Author Work Space: Seth Margolis
I live in an apartment in Manhattan, so the concept of “workspace” is right up there with “Central Park view” and “spacious terrace” in the unattainable fantasy department. Nevertheless, I’ve managed to write seven novels in the same apartment over the past twenty-five years. Perhaps I would have been more prolific if I’d had a dedicated workspace during that time. Probably not.
It’s a two-bedroom apartment, and when my wife, Carole, and I bought it I used the second bedroom as an office. Two hundred square feet of privacy. My first novel, False Faces, was written in there. And just as I finished my second, Losing Isaiah, our daughter Maggie came along and evicted me.
I moved my computer into our dining room (yes, we have an actual dining room in Manhattan, so I really have no right to complain about anything). I tucked the computer into a cabinet we had built between two bookshelves. What was nice about this arrangement was that when I was done working I could shut the cabinet doors and the room reverted to a place to eat rather than a place to agonize over what to put down on the page the next day. Unfortunately, the dining room overlooks a sunless courtyard in the back of our building. Still, the room was all mine for most of the day, even after Maggie was joined by Jack, and a babysitter began arriving each morning to watch them while Carole and I worked (she at an actual away-from-home office).

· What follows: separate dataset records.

//! Constant expressions: literals, `typeof`, negation, casts, array
//! initializers and references to literal fields.

use classbind_ast::{Expr, Literal};
use classbind_core::{
    ClassId, ClassKind, CompilationError, ConstValue, DataType, MemberData, PrimitiveType, Span,
};
use ordered_float::OrderedFloat;

use super::{Argument, ConstantEvaluator, TypedConstant};
use crate::context::{CompilationContext, ResolutionContext, WellKnown};
use crate::conversion::{find_implicit_conversion, is_reference_type};
use crate::lookup::{SemanticValue, try_resolve_qualified_name};

/// Evaluates the constant-expression subset attribute arguments and enum
/// initializers are written in.
#[derive(Debug, Clone, Copy, Default)]
pub struct LiteralEvaluator;

impl ConstantEvaluator for LiteralEvaluator {
    fn evaluate(
        &self,
        ctx: &CompilationContext,
        res: &ResolutionContext,
        expr: &Expr,
    ) -> Result<TypedConstant, CompilationError> {
        match expr {
            Expr::Literal(literal, _) => Ok(literal_constant(ctx, literal)),

            Expr::Name(name) => {
                let value = try_resolve_qualified_name(ctx, res, name)?;
                let SemanticValue::Field(field) = value else {
                    return Err(CompilationError::NotConstant { span: name.span });
                };
                match &ctx.graph.member(field).data {
                    MemberData::Field {
                        ty,
                        constant: Some(constant),
                    } => Ok(TypedConstant::new(constant.clone(), ty.clone())),
                    _ => Err(CompilationError::NotConstant { span: name.span }),
                }
            }

            Expr::Typeof(ty, _) => {
                let ty = ctx.resolve_type(res, ty)?;
                Ok(TypedConstant::new(
                    ConstValue::Type(serialized_type_name(ctx, &ty)),
                    ctx.well_known_type(WellKnown::Type),
                ))
            }

            Expr::Negate(inner, span) => {
                let value = self.evaluate(ctx, res, inner)?;
                negate(value, *span)
            }

            Expr::Cast(target, inner, span) => {
                let target = ctx.resolve_type(res, target)?;
                let value = self.evaluate(ctx, res, inner)?;
                if let Some(converted) = self.coerce(ctx, &value, &target) {
                    return Ok(TypedConstant::new(converted, target));
                }
                explicit_conversion(ctx, &value.value, &target)
                    .map(|converted| TypedConstant::new(converted, target.clone()))
                    .ok_or_else(|| CompilationError::CannotCoerce {
                        from: ctx.graph.type_name(&value.ty),
                        to: ctx.graph.type_name(&target),
                        span: *span,
                    })
            }

            Expr::ArrayInit {
                element,
                items,
                span,
            } => {
                let element = ctx.resolve_type(res, element)?;
                let mut values = Vec::with_capacity(items.len());
                for item in items {
                    let value = self.evaluate(ctx, res, item)?;
                    let converted = self.coerce(ctx, &value, &element).ok_or_else(|| {
                        CompilationError::CannotCoerce {
                            from: ctx.graph.type_name(&value.ty),
                            to: ctx.graph.type_name(&element),
                            span: *span,
                        }
                    })?;
                    values.push(converted);
                }
                Ok(TypedConstant::new(
                    ConstValue::Array(values),
                    DataType::array_of(element),
                ))
            }
        }
    }

    fn coerce(
        &self,
        ctx: &CompilationContext,
        value: &TypedConstant,
        target: &DataType,
    ) -> Option<ConstValue> {
        if value.ty == *target || target.is_error() {
            return Some(value.value.clone());
        }
        if value.value.is_null() {
            return is_reference_type(ctx, target).then_some(ConstValue::Null);
        }

        match target {
            DataType::Primitive(p) => {
                find_implicit_conversion(ctx, &Argument::constant(value.clone()), target)?;
                make_primitive(*p, &value.value)
            }
            DataType::Array(element) => {
                let ConstValue::Array(items) = &value.value else {
                    return None;
                };
                let source = value.ty.element()?;
                items
                    .iter()
                    .map(|item| {
                        self.coerce(ctx, &TypedConstant::new(item.clone(), source.clone()), element)
                    })
                    .collect::<Option<Vec<_>>>()
                    .map(ConstValue::Array)
            }
            DataType::Class(_) => {
                // Zero converts to any enum; everything else keeps its value
                // under a reference or boxing conversion.
                find_implicit_conversion(ctx, &Argument::constant(value.clone()), target)?;
                if enum_class(ctx, target).is_some() && value.value.as_integer() == Some(0) {
                    return Some(ConstValue::Int32(0));
                }
                Some(value.value.clone())
            }
            _ => None,
        }
    }
}

fn literal_constant(ctx: &CompilationContext, literal: &Literal) -> TypedConstant {
    let prim = |p| DataType::Primitive(p);
    match literal {
        Literal::Null => TypedConstant::new(ConstValue::Null, DataType::Null),
        Literal::Bool(v) => TypedConstant::new(ConstValue::Bool(*v), prim(PrimitiveType::Bool)),
        Literal::Char(v) => TypedConstant::new(ConstValue::Char(*v), prim(PrimitiveType::Char)),
        Literal::Int(v) => {
            let v = *v;
            if let Ok(n) = i32::try_from(v) {
                TypedConstant::new(ConstValue::Int32(n), prim(PrimitiveType::Int32))
            } else if let Ok(n) = u32::try_from(v) {
                TypedConstant::new(ConstValue::UInt32(n), prim(PrimitiveType::UInt32))
            } else if let Ok(n) = i64::try_from(v) {
                TypedConstant::new(ConstValue::Int64(n), prim(PrimitiveType::Int64))
            } else {
                TypedConstant::new(ConstValue::UInt64(v), prim(PrimitiveType::UInt64))
            }
        }
        Literal::Long(v) => TypedConstant::new(ConstValue::Int64(*v), prim(PrimitiveType::Int64)),
        Literal::UInt(v) => match u32::try_from(*v) {
            Ok(n) => TypedConstant::new(ConstValue::UInt32(n), prim(PrimitiveType::UInt32)),
            Err(_) => TypedConstant::new(ConstValue::UInt64(*v), prim(PrimitiveType::UInt64)),
        },
        Literal::Float(v) => {
            TypedConstant::new(ConstValue::Float32(OrderedFloat(*v)), prim(PrimitiveType::Float32))
        }
        Literal::Double(v) => {
            TypedConstant::new(ConstValue::Float64(OrderedFloat(*v)), prim(PrimitiveType::Float64))
        }
        Literal::String(s) => TypedConstant::new(
            ConstValue::String(s.clone()),
            ctx.well_known_type(WellKnown::String),
        ),
    }
}

/// Unary minus. Integers promote to `int`, or `long` when `int` is too small.
fn negate(value: TypedConstant, span: Span) -> Result<TypedConstant, CompilationError> {
    let prim = |p| DataType::Primitive(p);
    match value.value {
        ConstValue::Float32(v) => Ok(TypedConstant::new(
            ConstValue::Float32(OrderedFloat(-v.0)),
            prim(PrimitiveType::Float32),
        )),
        ConstValue::Float64(v) => Ok(TypedConstant::new(
            ConstValue::Float64(OrderedFloat(-v.0)),
            prim(PrimitiveType::Float64),
        )),
        ref other => {
            let n = other
                .as_integer()
                .ok_or(CompilationError::NotConstant { span })?;
            let negated = -n;
            if let Ok(v) = i32::try_from(negated) {
                Ok(TypedConstant::new(ConstValue::Int32(v), prim(PrimitiveType::Int32)))
            } else if let Ok(v) = i64::try_from(negated) {
                Ok(TypedConstant::new(ConstValue::Int64(v), prim(PrimitiveType::Int64)))
            } else {
                Err(CompilationError::NotConstant { span })
            }
        }
    }
}

/// Build a constant of primitive type `p` from a value known to fit.
fn make_primitive(p: PrimitiveType, value: &ConstValue) -> Option<ConstValue> {
    if let (PrimitiveType::Bool, ConstValue::Bool(v)) = (p, value) {
        return Some(ConstValue::Bool(*v));
    }
    if p.is_floating() {
        let v = value.as_f64()?;
        return Some(match p {
            PrimitiveType::Float32 => ConstValue::Float32(OrderedFloat(v as f32)),
            _ => ConstValue::Float64(OrderedFloat(v)),
        });
    }
    let n = value.as_integer()?;
    Some(match p {
        PrimitiveType::Char => ConstValue::Char(u16::try_from(n).ok()?),
        PrimitiveType::Int8 => ConstValue::Int8(i8::try_from(n).ok()?),
        PrimitiveType::UInt8 => ConstValue::UInt8(u8::try_from(n).ok()?),
        PrimitiveType::Int16 => ConstValue::Int16(i16::try_from(n).ok()?),
        PrimitiveType::UInt16 => ConstValue::UInt16(u16::try_from(n).ok()?),
        PrimitiveType::Int32 => ConstValue::Int32(i32::try_from(n).ok()?),
        PrimitiveType::UInt32 => ConstValue::UInt32(u32::try_from(n).ok()?),
        PrimitiveType::Int64 => ConstValue::Int64(i64::try_from(n).ok()?),
        PrimitiveType::UInt64 => ConstValue::UInt64(u64::try_from(n).ok()?),
        _ => return None,
    })
}

/// A cast that is allowed to truncate: numeric to numeric, integer to enum.
fn explicit_conversion(ctx: &CompilationContext, value: &ConstValue, target: &DataType) -> Option<ConstValue> {
    let integer = value
        .as_integer()
        .or_else(|| value.as_f64().map(|f| f.trunc() as i128));
    match target {
        DataType::Primitive(p) if p.is_floating() => make_primitive(*p, value),
        DataType::Primitive(p) => {
            let n = integer?;
            Some(match p {
                PrimitiveType::Char => ConstValue::Char(n as u16),
                PrimitiveType::Int8 => ConstValue::Int8(n as i8),
                PrimitiveType::UInt8 => ConstValue::UInt8(n as u8),
                PrimitiveType::Int16 => ConstValue::Int16(n as i16),
                PrimitiveType::UInt16 => ConstValue::UInt16(n as u16),
                PrimitiveType::Int32 => ConstValue::Int32(n as i32),
                PrimitiveType::UInt32 => ConstValue::UInt32(n as u32),
                PrimitiveType::Int64 => ConstValue::Int64(n as i64),
                PrimitiveType::UInt64 => ConstValue::UInt64(n as u64),
                _ => return None,
            })
        }
        DataType::Class(_) if enum_class(ctx, target).is_some() => {
            value.as_integer().map(|n| ConstValue::Int32(n as i32))
        }
        _ => None,
    }
}

fn enum_class(ctx: &CompilationContext, ty: &DataType) -> Option<ClassId> {
    ctx.graph
        .class_of(ty)
        .filter(|&id| ctx.graph.class(id).kind == ClassKind::Enum)
}

/// Name of a type as written into a `typeof` argument: namespace-qualified,
/// with `+` between a nested type and its outer type.
pub(crate) fn serialized_type_name(ctx: &CompilationContext, ty: &DataType) -> String {
    match ty {
        DataType::Void => "System.Void".to_string(),
        DataType::Primitive(p) => format!("System.{}", runtime_name(*p)),
        DataType::Array(element) => format!("{}[]", serialized_type_name(ctx, element)),
        DataType::ByRef(inner) => format!("{}&", serialized_type_name(ctx, inner)),
        DataType::Class(_) => match ctx.graph.class_of(ty) {
            Some(id) => class_type_name(ctx, id),
            None => ctx.graph.type_name(ty),
        },
        DataType::Null | DataType::Error => ctx.graph.type_name(ty),
    }
}

fn class_type_name(ctx: &CompilationContext, class: ClassId) -> String {
    let entry = ctx.graph.class(class);
    match entry.nesting_parent {
        Some(outer) => format!("{}+{}", class_type_name(ctx, outer), entry.name),
        None => entry.qualified_name.clone(),
    }
}

fn runtime_name(p: PrimitiveType) -> &'static str {
    match p {
        PrimitiveType::Bool => "Boolean",
        PrimitiveType::Char => "Char",
        PrimitiveType::Int8 => "SByte",
        PrimitiveType::UInt8 => "Byte",
        PrimitiveType::Int16 => "Int16",
        PrimitiveType::UInt16 => "UInt16",
        PrimitiveType::Int32 => "Int32",
        PrimitiveType::UInt32 => "UInt32",
        PrimitiveType::Int64 => "Int64",
        PrimitiveType::UInt64 => "UInt64",
        PrimitiveType::Float32 => "Single",
        PrimitiveType::Float64 => "Double",
        PrimitiveType::NativeInt => "IntPtr",
        PrimitiveType::NativeUInt => "UIntPtr",
    }
}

Three books were spawned (dished up?) in the dining room. By then both kids were off to college, but the second bedroom was still more or less theirs. So I moved into our living room, now that it was no longer the gathering place for our kids, their caregiver and their friends. This room is south-facing and sunny. Right now the pear tree outside the living room is in glorious bloom. Not exactly inspirational – there’s very little nature in my books – but seeing it in morning for a few weeks when I enter the room to begin writing is undeniably uplifting. Moving to the living room meant abandoning my PC for a laptop, my lap being the only desk-like surface in the room. I’ve written two books on the sofa in front of the windows: Closing Costs, a satire of the real estate market, appropriately enough, and The Semper Sonnet, which was just published and has nothing at all to do with real estate or pear trees.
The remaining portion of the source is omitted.